Expression of LANA, EBNA2, and LMP1 in cells singly infected with EBV and in coinfected PEL cell lines. BJAB is an EBV-negative cell line, B958 and LCL-1 are infected with EBV only, and BC-1 and BC-2 are PEL cell lines coinfected with KSHV and EBV. LANA was fractionated on a 6% polyacrylamide–SDS gel. Polyclonal human serum specific for the LANA protein was used as the primary antibody. EBNA2 and LMP1 were fractionated on an 8% polyacrylamide–SDS gel and detected with EBNA2- and LMP1-specific monoclonal antisera (PE2 and S12, respectively). Protein extracts from BJAB, B958, and LCL-1 cells (5 × 10⁵ each) were fractionated, while 10⁶ BC-1 and BC-2 cells were electrophoresed in lanes 4 and 5, respectively.

FIG. 9

LMP1 is upregulated in P3HR-1 EBV-positive cells transiently transfected with LANA. P3HR-1 cells contain an EBV genome from which EBNA2 has been deleted. BJAB is an EBV-negative cell line used as a negative control.
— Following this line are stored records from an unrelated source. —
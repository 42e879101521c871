//! Extraction of documented requirements from event descriptions.
//!
//! Descriptions carry requirements as inline link tags such as
//! `{@link CacheFlag#MEMBER_OVERRIDES MEMBER_OVERRIDES}`. Only the link target
//! counts: the label after the first whitespace is dropped, unless that
//! whitespace follows a comma, which keeps `{@link CacheFlag#A, CacheFlag#B}`
//! together as one compound target. Targets are matched per taxonomy on
//! `<ReferenceName>#<Member>` and each member must exist in the catalog.

use crate::events::{EventType, TypeHierarchyIndex};
use crate::taxonomy::{EventTypeName, MemberName, MemberSet, RequirementSet, Taxonomy, TaxonomyIndex};
use anyhow::{Context, Result};
use regex::Regex;
use serde::Serialize;
use std::collections::BTreeMap;
use thiserror::Error;
use tracing::warn;

const LINK_TAG: &str = "{@link";

/// A documentation reference naming a member that does not exist.
///
/// Always a real defect: either a typo or a stale reference to a renamed
/// member.
#[derive(Debug, Clone, PartialEq, Eq, Serialize, Error)]
#[error("{event_type} references unknown {taxonomy} member '{reference}'")]
pub struct ReferenceResolutionError {
    pub event_type: EventTypeName,
    pub taxonomy: Taxonomy,
    pub reference: String,
}

#[derive(Debug, Default, Clone, PartialEq, Eq)]
/// Documented requirement sets of every type that has a description.
///
/// A documented type lacks an entry for a taxonomy only when extraction for
/// that taxonomy failed.
pub struct DocumentedRequirements {
    by_type: BTreeMap<EventTypeName, RequirementSet>,
}

impl DocumentedRequirements {
    /// Documented members of `event_type` for `taxonomy`; `None` when the type
    /// is undocumented or its references could not be resolved.
    pub fn get(&self, event_type: &EventTypeName, taxonomy: Taxonomy) -> Option<&MemberSet> {
        let set = self.by_type.get(event_type)?;
        set.contains(taxonomy).then(|| set.get(taxonomy))
    }

    /// Documented types in name order.
    pub fn types(&self) -> impl Iterator<Item = &EventTypeName> {
        self.by_type.keys()
    }

    pub fn len(&self) -> usize {
        self.by_type.len()
    }

    pub fn is_empty(&self) -> bool {
        self.by_type.is_empty()
    }

    pub fn insert(&mut self, event_type: EventTypeName, requirements: RequirementSet) {
        self.by_type.insert(event_type, requirements);
    }
}

#[derive(Debug, Default, Clone, PartialEq, Eq)]
/// Outcome of extracting documentation for a whole universe.
pub struct Extraction {
    pub documented: DocumentedRequirements,
    pub undocumented: Vec<EventTypeName>,
    pub resolution_errors: Vec<ReferenceResolutionError>,
}

pub struct DocumentationExtractor<'a> {
    taxonomies: &'a TaxonomyIndex,
    intents: Regex,
    cache_flags: Regex,
    permissions: Regex,
}

impl<'a> DocumentationExtractor<'a> {
    pub fn new(taxonomies: &'a TaxonomyIndex) -> Result<Self> {
        Ok(Self {
            taxonomies,
            intents: reference_pattern(taxonomies, Taxonomy::Intents)?,
            cache_flags: reference_pattern(taxonomies, Taxonomy::CacheFlags)?,
            permissions: reference_pattern(taxonomies, Taxonomy::Permissions)?,
        })
    }

    fn pattern(&self, taxonomy: Taxonomy) -> &Regex {
        match taxonomy {
            Taxonomy::Intents => &self.intents,
            Taxonomy::CacheFlags => &self.cache_flags,
            Taxonomy::Permissions => &self.permissions,
        }
    }

    /// Documented members of `event` for `taxonomy`.
    ///
    /// `Ok(None)` means the type has no description at all, which is distinct
    /// from `Ok(Some(empty))`: a description without references documents
    /// that nothing is required.
    pub fn extract(
        &self,
        event: &EventType,
        taxonomy: Taxonomy,
    ) -> Result<Option<MemberSet>, ReferenceResolutionError> {
        let Some(description) = event.description.as_deref() else {
            return Ok(None);
        };

        let pattern = self.pattern(taxonomy);
        let mut members = MemberSet::new();
        for link in inline_links(description) {
            for captures in pattern.captures_iter(link) {
                let reference = captures.get(0).map_or("", |m| m.as_str());
                let member = captures.get(1).map_or("", |m| m.as_str());
                if self.taxonomies.member(taxonomy, member).is_none() {
                    return Err(ReferenceResolutionError {
                        event_type: event.name.clone(),
                        taxonomy,
                        reference: reference.to_string(),
                    });
                }
                members.insert(MemberName::new(member));
            }
        }
        Ok(Some(members))
    }

    /// Extract every taxonomy for every type in the universe.
    ///
    /// Resolution errors are collected instead of aborting so one bad
    /// reference does not hide problems in other types.
    pub fn extract_all(&self, hierarchy: &TypeHierarchyIndex) -> Extraction {
        let mut extraction = Extraction::default();
        for event in hierarchy.types() {
            if event.description.is_none() {
                warn!(event_type = %event.name, "undocumented event type");
                extraction.undocumented.push(event.name.clone());
                continue;
            }

            let mut requirements = RequirementSet::new();
            for taxonomy in Taxonomy::ALL {
                match self.extract(event, taxonomy) {
                    Ok(Some(members)) => requirements.set(taxonomy, members),
                    Ok(None) => {}
                    Err(err) => {
                        warn!(
                            event_type = %err.event_type,
                            reference = %err.reference,
                            "unresolvable documentation reference"
                        );
                        extraction.resolution_errors.push(err);
                    }
                }
            }
            extraction
                .documented
                .insert(event.name.clone(), requirements);
        }
        extraction
    }
}

fn reference_pattern(taxonomies: &TaxonomyIndex, taxonomy: Taxonomy) -> Result<Regex> {
    let reference_name = taxonomies.reference_name(taxonomy);
    Regex::new(&format!(r"\b{}#(\w+)", regex::escape(reference_name)))
        .with_context(|| format!("compiling reference pattern for {taxonomy}"))
}

/// Link targets of every `{@link ...}` tag in `description`, in order.
pub fn inline_links(description: &str) -> Vec<&str> {
    let mut links = Vec::new();
    let mut rest = description;
    while let Some(start) = rest.find(LINK_TAG) {
        let after_tag = &rest[start + LINK_TAG.len()..];
        // `{@linkplain ...}` shares the prefix but is not a link tag.
        if !after_tag.starts_with(char::is_whitespace) {
            rest = after_tag;
            continue;
        }
        let Some(end) = closing_brace(after_tag) else {
            break;
        };
        links.push(link_target(after_tag[..end].trim()));
        rest = &after_tag[end + 1..];
    }
    links
}

/// Left-hand part of a link, split on the first whitespace not preceded by a
/// comma.
fn link_target(link: &str) -> &str {
    let mut previous = None;
    for (idx, ch) in link.char_indices() {
        if ch.is_whitespace() && previous != Some(',') {
            return &link[..idx];
        }
        previous = Some(ch);
    }
    link
}

fn closing_brace(text: &str) -> Option<usize> {
    let mut depth = 0usize;
    for (idx, ch) in text.char_indices() {
        match ch {
            '{' => depth += 1,
            '}' if depth == 0 => return Some(idx),
            '}' => depth -= 1,
            _ => {}
        }
    }
    None
}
LCL-1 is an EBV-positive, EBNA2-positive cell line. (A) A Western blot for LMP1 prepared using the S12 monoclonal antibody. Lanes 4 to 7 contain lysates from P3HR-1 cells transfected with increasing amounts of LANA. (B) Verification of loading of equivalent levels of protein by comparing band intensities with that of a nonspecific band. (C) A Western blot for LANA prepared using polyclonal human antiserum which is specific for LANA. Lanes 5 to 8 contain lysates from P3HR-1 cells transfected with increasing amounts of LANA and correspond to lanes 4 to 7 in panel A. The positive-control cell line BC-3 exhibits a slightly weaker LANA signal. The transfected LANA construct was cloned from the BC-1 KSHV-positive cell line. P3HR-1 cells without LANA were transfected with vector alone in lane 3 (A and B) or lane 4 (C).